Journal of Mass Spectrometry and Advances in the Clinical Lab (Aug 2022)
Targeted metabolic profiling of urinary steroids with a focus on analytical accuracy and sample stability
Abstract
Introduction: Preoperative diagnostic workup of adrenal tumors is based on imaging and hormone analyses, but charged with uncertainties. Steroid profiling by liquid chromatography tandem mass spectrometry (LC-MS/MS) in 24-h urine has shown potential to discriminate benign and malignant adrenal tumors. Our aim was to develop and validate a specific and accurate LC-MS/MS method for the quantification of deconjugated urinary marker steroids, to evaluate their pre-analytical stability and to apply the method to clinical samples of patients with adrenal tumors. Methods: A method for the quantification of 11 deconjugated steroids (5-pregnenetriol, dehydroepiandrosterone, cortisone, cortisol, α-cortolone, tetrahydro-11-deoxycortisol, etiocholanolone, pregnenolone, pregnanetriol, pregnanediol, and 5-pregnenediol) in human urine was developed and validated based on international guidelines. Steroids were enzymatically deconjugated and extracted by solid phase extraction before LC-MS/MS quantification in positive electrospray ionization mode.
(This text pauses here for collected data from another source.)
//! Program options and the fixed enumerations their strings resolve to.
//!
//! All string matching is ASCII case-insensitive. Unrecognised strings are
//! configuration errors and are reported before any runtime handle is touched.

use std::f32::consts::FRAC_PI_3;
use std::fmt;
use std::str::FromStr;

use glam::Vec3;
use serde::{Deserialize, Serialize};

use crate::types::{EnvironmentBlendMode, FormFactor, Pose, ReferenceSpaceType, ViewConfigurationType};
use crate::{XrError, XrResult};

#[derive(Debug, Clone, PartialEq, Eq, Serialize, Deserialize)]
#[serde(default)]
pub struct Options {
    pub form_factor: String,
    pub view_configuration: String,
    pub environment_blend_mode: String,
    pub app_space: String,
    pub application_name: String,
}

impl Default for Options {
    fn default() -> Self {
        Self {
            form_factor: "Hmd".to_string(),
            view_configuration: "Stereo".to_string(),
            environment_blend_mode: "Opaque".to_string(),
            app_space: "Local".to_string(),
            application_name: "Halo".to_string(),
        }
    }
}

/// The system-level choices resolved from [`Options`].
#[derive(Debug, Clone, Copy, PartialEq, Eq)]
pub struct SystemSelection {
    pub form_factor: FormFactor,
    pub view_configuration: ViewConfigurationType,
    pub blend_mode: EnvironmentBlendMode,
}

impl Options {
    pub fn system_selection(&self) -> XrResult<SystemSelection> {
        Ok(SystemSelection {
            form_factor: parse_form_factor(&self.form_factor)?,
            view_configuration: parse_view_configuration(&self.view_configuration)?,
            blend_mode: parse_blend_mode(&self.environment_blend_mode)?,
        })
    }

    pub fn app_space(&self) -> XrResult<ReferenceSpaceKind> {
        self.app_space.parse()
    }
}

pub fn parse_form_factor(value: &str) -> XrResult<FormFactor> {
    if value.eq_ignore_ascii_case("Hmd") {
        Ok(FormFactor::HeadMountedDisplay)
    } else if value.eq_ignore_ascii_case("Handheld") {
        Ok(FormFactor::HandheldDisplay)
    } else {
        Err(XrError::config(format!("Unknown form factor '{value}'")))
    }
}

pub fn parse_view_configuration(value: &str) -> XrResult<ViewConfigurationType> {
    if value.eq_ignore_ascii_case("Mono") {
        Ok(ViewConfigurationType::PrimaryMono)
    } else if value.eq_ignore_ascii_case("Stereo") {
        Ok(ViewConfigurationType::PrimaryStereo)
    } else {
        Err(XrError::config(format!(
            "Unknown view configuration '{value}'"
        )))
    }
}

pub fn parse_blend_mode(value: &str) -> XrResult<EnvironmentBlendMode> {
    if value.eq_ignore_ascii_case("Opaque") {
        Ok(EnvironmentBlendMode::Opaque)
    } else if value.eq_ignore_ascii_case("Additive") {
        Ok(EnvironmentBlendMode::Additive)
    } else if value.eq_ignore_ascii_case("AlphaBlend") {
        Ok(EnvironmentBlendMode::AlphaBlend)
    } else {
        Err(XrError::config(format!(
            "Unknown environment blend mode '{value}'"
        )))
    }
}

/// Named reference spaces, each a runtime space type plus a fixed offset pose.
#[derive(Debug, Clone, Copy, PartialEq, Eq, Hash)]
pub enum ReferenceSpaceKind {
    View,
    /// Head-locked, 2m in front of the device.
    ViewFront,
    Local,
    Stage,
    StageLeft,
    StageRight,
    StageLeftRotated,
    StageRightRotated,
}

impl ReferenceSpaceKind {
    pub const ALL: [ReferenceSpaceKind; 8] = [
        ReferenceSpaceKind::View,
        ReferenceSpaceKind::ViewFront,
        ReferenceSpaceKind::Local,
        ReferenceSpaceKind::Stage,
        ReferenceSpaceKind::StageLeft,
        ReferenceSpaceKind::StageRight,
        ReferenceSpaceKind::StageLeftRotated,
        ReferenceSpaceKind::StageRightRotated,
    ];

    /// Spaces drawn as cubes every frame.
    pub const VISUALIZED: [ReferenceSpaceKind; 7] = [
        ReferenceSpaceKind::ViewFront,
        ReferenceSpaceKind::Local,
        ReferenceSpaceKind::Stage,
        ReferenceSpaceKind::StageLeft,
        ReferenceSpaceKind::StageRight,
        ReferenceSpaceKind::StageLeftRotated,
        ReferenceSpaceKind::StageRightRotated,
    ];

    pub fn name(self) -> &'static str {
        match self {
            ReferenceSpaceKind::View => "View",
            ReferenceSpaceKind::ViewFront => "ViewFront",
            ReferenceSpaceKind::Local => "Local",
            ReferenceSpaceKind::Stage => "Stage",
            ReferenceSpaceKind::StageLeft => "StageLeft",
            ReferenceSpaceKind::StageRight => "StageRight",
            ReferenceSpaceKind::StageLeftRotated => "StageLeftRotated",
            ReferenceSpaceKind::StageRightRotated => "StageRightRotated",
        }
    }

    pub fn space_type(self) -> ReferenceSpaceType {
        match self {
            ReferenceSpaceKind::View | ReferenceSpaceKind::ViewFront => ReferenceSpaceType::View,
            ReferenceSpaceKind::Local => ReferenceSpaceType::Local,
            ReferenceSpaceKind::Stage
            | ReferenceSpaceKind::StageLeft
            | ReferenceSpaceKind::StageRight
            | ReferenceSpaceKind::StageLeftRotated
            | ReferenceSpaceKind::StageRightRotated => ReferenceSpaceType::Stage,
        }
    }

    pub fn pose_in_reference_space(self) -> Pose {
        match self {
            ReferenceSpaceKind::View | ReferenceSpaceKind::Local | ReferenceSpaceKind::Stage => {
                Pose::IDENTITY
            }
            ReferenceSpaceKind::ViewFront => Pose::translation(Vec3::new(0.0, 0.0, -2.0)),
            ReferenceSpaceKind::StageLeft => {
                Pose::rotate_ccw_about_y(0.0, Vec3::new(-2.0, 0.0, -2.0))
            }
            ReferenceSpaceKind::StageRight => {
                Pose::rotate_ccw_about_y(0.0, Vec3::new(2.0, 0.0, -2.0))
            }
            ReferenceSpaceKind::StageLeftRotated => {
                Pose::rotate_ccw_about_y(FRAC_PI_3, Vec3::new(-2.0, 0.5, -2.0))
            }
            ReferenceSpaceKind::StageRightRotated => {
                Pose::rotate_ccw_about_y(-FRAC_PI_3, Vec3::new(2.0, 0.5, -2.0))
            }
        }
    }
}

impl fmt::Display for ReferenceSpaceKind {
    fn fmt(&self, f: &mut fmt::Formatter<'_>) -> fmt::Result {
        f.write_str(self.name())
    }
}

impl FromStr for ReferenceSpaceKind {
    type Err = XrError;

    fn from_str(value: &str) -> XrResult<Self> {
        ReferenceSpaceKind::ALL
            .into_iter()
            .find(|kind| kind.name().eq_ignore_ascii_case(value))
            .ok_or_else(|| XrError::config(format!("Unknown reference space type '{value}'")))
    }
}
Results: Excellent linearity with R2 > 0.99 and intra- and inter-day precisions of < 10.1 % were found. Relative matrix effects were between 96.4 % and 101.6 % and relative recovery was between 98.2 % and 115.0 %. Sufficient pre-freeze stability for all steroids in urine was found at 20–25 °C for seven days and at 4–6 °C for up to 28 days. Samples were stable during long-term storage at −20 °C and −80 °C for 6 months. Conclusions: A sensitive and robust LC-MS/MS method for the quantification of 11 urinary steroids was developed and validated according to international guidelines. Pre-analytical matrix stability was evaluated and the suitability of the method for the analysis of clinical samples and prospective validation studies was shown.